#### What the task requires
Write out exactly the lines of the entries below from the one holding "off the prefix tree." to the one holding "let counts = if", inclusive, and leave out all other lines.
== Segment start ==
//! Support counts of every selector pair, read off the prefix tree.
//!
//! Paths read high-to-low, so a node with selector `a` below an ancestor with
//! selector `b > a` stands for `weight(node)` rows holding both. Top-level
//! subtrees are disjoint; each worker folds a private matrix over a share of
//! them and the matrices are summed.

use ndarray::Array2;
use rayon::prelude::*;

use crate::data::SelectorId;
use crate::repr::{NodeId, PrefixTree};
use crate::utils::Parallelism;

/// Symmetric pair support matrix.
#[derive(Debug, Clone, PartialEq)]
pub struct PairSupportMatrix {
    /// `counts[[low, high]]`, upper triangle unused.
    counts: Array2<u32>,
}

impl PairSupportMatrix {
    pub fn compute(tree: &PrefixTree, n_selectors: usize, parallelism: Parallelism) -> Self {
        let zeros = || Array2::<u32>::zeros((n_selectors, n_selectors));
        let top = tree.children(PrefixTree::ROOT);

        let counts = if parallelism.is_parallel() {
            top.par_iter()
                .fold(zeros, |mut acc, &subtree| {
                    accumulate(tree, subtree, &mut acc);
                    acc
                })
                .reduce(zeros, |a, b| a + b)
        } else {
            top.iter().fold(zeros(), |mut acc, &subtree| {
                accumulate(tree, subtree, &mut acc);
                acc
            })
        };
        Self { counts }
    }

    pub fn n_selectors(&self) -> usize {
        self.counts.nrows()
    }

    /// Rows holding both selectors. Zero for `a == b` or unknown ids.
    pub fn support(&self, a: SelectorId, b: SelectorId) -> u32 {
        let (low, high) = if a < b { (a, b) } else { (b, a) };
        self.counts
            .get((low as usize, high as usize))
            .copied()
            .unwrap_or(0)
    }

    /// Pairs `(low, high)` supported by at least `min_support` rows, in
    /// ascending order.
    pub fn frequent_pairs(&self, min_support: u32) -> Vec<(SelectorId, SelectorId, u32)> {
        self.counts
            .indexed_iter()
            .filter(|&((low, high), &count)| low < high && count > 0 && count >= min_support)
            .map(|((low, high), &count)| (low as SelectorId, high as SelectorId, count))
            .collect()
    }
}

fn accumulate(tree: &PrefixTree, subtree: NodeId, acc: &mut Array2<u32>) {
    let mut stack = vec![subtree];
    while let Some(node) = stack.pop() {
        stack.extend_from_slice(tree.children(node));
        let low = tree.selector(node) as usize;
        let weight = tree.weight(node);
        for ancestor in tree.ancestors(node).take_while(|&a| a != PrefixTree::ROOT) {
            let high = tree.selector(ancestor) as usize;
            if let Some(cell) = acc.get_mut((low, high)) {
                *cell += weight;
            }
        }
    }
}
== Segment end ==
== Segment start ==
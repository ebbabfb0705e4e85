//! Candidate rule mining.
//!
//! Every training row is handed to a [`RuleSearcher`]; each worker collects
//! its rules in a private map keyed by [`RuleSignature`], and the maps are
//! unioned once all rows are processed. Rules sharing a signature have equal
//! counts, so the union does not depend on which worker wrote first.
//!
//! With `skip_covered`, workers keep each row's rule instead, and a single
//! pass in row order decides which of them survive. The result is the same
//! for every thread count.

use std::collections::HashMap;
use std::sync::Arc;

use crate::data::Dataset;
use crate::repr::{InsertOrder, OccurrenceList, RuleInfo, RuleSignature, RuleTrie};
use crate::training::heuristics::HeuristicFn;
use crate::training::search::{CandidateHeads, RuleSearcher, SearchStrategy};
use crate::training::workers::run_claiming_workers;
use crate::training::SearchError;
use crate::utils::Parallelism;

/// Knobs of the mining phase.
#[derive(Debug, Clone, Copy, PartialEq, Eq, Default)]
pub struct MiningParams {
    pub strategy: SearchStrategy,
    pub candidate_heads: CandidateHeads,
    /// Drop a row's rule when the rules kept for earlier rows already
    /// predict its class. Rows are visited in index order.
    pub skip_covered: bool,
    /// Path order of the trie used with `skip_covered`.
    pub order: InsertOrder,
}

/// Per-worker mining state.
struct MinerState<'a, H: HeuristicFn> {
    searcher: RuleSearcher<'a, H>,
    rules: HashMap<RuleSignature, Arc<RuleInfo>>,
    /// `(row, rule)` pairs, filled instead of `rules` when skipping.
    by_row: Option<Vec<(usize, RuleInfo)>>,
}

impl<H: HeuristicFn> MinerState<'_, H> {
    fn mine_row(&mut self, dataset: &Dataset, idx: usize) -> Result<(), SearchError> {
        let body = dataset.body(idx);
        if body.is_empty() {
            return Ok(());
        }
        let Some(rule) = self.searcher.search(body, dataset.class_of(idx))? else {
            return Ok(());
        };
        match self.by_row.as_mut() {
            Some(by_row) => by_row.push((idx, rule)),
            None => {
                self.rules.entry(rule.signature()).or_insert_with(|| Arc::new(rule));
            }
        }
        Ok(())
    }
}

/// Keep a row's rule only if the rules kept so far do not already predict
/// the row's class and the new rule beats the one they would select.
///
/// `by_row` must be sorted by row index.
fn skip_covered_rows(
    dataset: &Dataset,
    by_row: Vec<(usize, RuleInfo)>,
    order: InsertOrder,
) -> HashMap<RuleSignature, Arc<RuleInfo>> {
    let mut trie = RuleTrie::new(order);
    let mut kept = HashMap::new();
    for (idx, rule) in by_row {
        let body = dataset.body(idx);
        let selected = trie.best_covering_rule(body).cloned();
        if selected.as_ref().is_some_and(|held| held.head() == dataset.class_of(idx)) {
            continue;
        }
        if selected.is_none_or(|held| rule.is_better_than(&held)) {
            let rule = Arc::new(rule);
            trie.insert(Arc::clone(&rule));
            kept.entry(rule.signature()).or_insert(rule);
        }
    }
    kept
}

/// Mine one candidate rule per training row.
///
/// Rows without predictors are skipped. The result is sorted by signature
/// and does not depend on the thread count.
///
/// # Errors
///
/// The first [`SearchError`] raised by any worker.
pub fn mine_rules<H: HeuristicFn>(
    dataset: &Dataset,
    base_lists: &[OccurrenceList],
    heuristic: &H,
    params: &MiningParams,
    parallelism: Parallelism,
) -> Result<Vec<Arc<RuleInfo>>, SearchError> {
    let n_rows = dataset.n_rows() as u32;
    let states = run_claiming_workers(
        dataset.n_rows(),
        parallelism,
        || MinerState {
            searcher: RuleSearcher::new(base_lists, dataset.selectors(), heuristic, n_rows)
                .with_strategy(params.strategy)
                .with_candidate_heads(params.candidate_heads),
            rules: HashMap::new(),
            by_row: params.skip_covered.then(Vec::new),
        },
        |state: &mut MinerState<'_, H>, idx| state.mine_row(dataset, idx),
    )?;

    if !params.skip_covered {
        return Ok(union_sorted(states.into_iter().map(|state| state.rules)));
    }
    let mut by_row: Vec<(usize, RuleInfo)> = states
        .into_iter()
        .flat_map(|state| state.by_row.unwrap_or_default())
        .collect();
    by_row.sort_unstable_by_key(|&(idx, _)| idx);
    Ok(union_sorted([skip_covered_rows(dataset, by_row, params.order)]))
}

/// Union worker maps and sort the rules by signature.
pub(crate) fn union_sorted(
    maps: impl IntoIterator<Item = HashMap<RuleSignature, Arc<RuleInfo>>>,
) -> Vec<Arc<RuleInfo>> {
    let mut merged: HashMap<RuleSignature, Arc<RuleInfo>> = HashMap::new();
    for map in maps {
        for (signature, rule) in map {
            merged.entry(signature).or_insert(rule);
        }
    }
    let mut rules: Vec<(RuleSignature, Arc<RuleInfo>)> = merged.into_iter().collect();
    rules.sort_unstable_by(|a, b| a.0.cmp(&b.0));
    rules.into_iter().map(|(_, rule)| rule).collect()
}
== Segment end ==
== Segment start ==
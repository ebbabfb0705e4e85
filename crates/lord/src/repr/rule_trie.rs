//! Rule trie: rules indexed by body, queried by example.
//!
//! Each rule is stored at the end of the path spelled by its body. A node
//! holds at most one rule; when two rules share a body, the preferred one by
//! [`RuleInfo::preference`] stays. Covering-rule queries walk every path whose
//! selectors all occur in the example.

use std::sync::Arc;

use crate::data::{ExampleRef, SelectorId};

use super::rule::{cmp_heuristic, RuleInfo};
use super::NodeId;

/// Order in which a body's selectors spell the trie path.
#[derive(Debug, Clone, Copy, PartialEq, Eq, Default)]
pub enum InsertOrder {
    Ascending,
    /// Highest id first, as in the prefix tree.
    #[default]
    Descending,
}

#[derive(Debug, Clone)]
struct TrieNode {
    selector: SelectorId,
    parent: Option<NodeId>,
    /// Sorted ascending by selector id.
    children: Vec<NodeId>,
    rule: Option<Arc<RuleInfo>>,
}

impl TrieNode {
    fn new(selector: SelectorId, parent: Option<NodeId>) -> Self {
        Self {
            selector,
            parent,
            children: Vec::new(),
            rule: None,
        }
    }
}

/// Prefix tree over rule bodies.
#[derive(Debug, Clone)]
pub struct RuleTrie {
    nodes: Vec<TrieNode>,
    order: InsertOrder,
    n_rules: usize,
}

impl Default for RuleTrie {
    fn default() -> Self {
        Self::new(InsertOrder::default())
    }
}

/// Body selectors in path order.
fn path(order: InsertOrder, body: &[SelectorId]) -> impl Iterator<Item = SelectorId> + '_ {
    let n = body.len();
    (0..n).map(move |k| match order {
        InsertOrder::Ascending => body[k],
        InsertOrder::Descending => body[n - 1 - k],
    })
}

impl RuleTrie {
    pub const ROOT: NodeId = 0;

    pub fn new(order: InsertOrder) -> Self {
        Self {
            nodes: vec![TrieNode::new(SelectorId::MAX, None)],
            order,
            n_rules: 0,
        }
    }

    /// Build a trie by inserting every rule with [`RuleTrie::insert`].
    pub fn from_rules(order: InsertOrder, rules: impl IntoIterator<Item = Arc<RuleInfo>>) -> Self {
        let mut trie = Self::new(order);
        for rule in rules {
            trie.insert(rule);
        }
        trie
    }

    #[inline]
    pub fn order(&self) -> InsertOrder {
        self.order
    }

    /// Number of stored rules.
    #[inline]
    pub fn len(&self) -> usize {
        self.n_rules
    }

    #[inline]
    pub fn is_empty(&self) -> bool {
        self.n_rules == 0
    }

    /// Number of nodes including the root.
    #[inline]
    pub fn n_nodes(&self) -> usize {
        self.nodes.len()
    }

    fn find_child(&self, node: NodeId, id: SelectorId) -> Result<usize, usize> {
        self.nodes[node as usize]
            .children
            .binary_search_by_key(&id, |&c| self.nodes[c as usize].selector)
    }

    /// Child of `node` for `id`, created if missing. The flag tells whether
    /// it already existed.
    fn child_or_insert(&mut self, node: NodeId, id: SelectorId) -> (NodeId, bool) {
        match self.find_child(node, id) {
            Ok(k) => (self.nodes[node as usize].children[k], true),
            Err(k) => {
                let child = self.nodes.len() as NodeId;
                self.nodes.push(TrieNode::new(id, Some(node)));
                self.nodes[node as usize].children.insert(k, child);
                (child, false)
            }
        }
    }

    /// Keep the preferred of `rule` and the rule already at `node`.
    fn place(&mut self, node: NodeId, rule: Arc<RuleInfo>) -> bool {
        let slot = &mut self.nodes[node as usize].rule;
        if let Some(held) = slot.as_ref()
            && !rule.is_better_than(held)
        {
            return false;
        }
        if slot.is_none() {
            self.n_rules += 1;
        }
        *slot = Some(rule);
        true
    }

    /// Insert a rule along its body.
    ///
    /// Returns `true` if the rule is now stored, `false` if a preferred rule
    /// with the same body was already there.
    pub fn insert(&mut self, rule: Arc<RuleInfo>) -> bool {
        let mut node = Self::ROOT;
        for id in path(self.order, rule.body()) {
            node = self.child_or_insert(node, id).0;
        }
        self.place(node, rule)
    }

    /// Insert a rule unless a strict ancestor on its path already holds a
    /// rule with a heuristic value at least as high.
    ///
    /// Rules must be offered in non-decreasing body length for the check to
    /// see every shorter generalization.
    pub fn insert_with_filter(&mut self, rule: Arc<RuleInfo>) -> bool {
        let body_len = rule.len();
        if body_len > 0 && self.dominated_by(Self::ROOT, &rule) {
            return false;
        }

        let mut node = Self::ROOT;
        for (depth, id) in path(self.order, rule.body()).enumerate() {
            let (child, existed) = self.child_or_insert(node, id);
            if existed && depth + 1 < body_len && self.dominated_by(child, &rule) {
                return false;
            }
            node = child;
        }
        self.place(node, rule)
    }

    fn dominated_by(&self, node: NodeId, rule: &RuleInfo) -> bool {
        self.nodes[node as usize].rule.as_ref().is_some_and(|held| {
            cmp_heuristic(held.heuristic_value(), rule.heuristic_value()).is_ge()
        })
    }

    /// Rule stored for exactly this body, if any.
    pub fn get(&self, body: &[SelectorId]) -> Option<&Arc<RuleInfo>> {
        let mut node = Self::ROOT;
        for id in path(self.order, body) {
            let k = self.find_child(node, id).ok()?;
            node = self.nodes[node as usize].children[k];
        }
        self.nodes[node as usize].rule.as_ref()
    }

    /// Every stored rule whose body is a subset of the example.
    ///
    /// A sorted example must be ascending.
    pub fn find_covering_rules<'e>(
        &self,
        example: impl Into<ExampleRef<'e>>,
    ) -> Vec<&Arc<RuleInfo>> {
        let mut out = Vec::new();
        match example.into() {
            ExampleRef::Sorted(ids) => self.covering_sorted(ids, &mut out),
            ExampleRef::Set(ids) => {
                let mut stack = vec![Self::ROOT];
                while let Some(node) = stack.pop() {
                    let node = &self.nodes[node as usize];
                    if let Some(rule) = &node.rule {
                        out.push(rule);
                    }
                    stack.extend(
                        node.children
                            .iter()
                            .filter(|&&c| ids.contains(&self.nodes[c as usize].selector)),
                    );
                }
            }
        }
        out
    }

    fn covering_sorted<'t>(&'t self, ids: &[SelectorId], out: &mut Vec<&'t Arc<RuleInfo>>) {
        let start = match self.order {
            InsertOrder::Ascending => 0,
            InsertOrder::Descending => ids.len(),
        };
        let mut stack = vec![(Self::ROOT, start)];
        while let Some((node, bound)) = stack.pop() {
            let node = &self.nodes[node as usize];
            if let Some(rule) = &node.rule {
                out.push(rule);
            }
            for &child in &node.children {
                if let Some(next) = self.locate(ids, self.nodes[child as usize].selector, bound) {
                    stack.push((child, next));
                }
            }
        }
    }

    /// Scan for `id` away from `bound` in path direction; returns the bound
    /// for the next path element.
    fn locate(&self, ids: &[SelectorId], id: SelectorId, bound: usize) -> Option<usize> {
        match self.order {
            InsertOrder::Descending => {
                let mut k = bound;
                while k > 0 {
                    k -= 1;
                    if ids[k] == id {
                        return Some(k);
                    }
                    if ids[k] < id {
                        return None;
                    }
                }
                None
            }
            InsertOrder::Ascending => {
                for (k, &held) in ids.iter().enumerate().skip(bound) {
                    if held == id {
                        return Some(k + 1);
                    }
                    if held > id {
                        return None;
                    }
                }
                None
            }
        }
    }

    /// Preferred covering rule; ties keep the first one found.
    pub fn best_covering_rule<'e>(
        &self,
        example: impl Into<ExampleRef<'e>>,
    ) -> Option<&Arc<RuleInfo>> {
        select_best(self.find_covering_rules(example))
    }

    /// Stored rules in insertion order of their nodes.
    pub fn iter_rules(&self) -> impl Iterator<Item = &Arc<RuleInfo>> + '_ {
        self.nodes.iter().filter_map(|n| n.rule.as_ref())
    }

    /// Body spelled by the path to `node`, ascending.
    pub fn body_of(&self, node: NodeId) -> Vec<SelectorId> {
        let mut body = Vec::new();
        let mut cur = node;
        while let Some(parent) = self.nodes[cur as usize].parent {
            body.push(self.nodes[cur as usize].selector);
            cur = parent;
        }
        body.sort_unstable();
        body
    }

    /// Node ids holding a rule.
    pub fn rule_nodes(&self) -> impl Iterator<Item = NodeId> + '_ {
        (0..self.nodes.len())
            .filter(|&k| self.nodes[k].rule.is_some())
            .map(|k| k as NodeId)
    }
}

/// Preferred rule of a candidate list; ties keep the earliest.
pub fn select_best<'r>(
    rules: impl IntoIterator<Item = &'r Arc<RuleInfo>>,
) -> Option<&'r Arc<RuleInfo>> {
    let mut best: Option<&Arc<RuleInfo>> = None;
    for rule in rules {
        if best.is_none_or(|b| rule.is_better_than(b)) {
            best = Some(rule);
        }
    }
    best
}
== Segment end ==
#### Response to the exercise
//! Support counts of every selector pair, read off the prefix tree.
//!
//! Paths read high-to-low, so a node with selector `a` below an ancestor with
//! selector `b > a` stands for `weight(node)` rows holding both. Top-level
//! subtrees are disjoint; each worker folds a private matrix over a share of
//! them and the matrices are summed.

use ndarray::Array2;
use rayon::prelude::*;

use crate::data::SelectorId;
use crate::repr::{NodeId, PrefixTree};
use crate::utils::Parallelism;

/// Symmetric pair support matrix.
#[derive(Debug, Clone, PartialEq)]
pub struct PairSupportMatrix {
    /// `counts[[low, high]]`, upper triangle unused.
    counts: Array2<u32>,
}

impl PairSupportMatrix {
    pub fn compute(tree: &PrefixTree, n_selectors: usize, parallelism: Parallelism) -> Self {
        let zeros = || Array2::<u32>::zeros((n_selectors, n_selectors));
        let top = tree.children(PrefixTree::ROOT);

        let counts = if parallelism.is_parallel() {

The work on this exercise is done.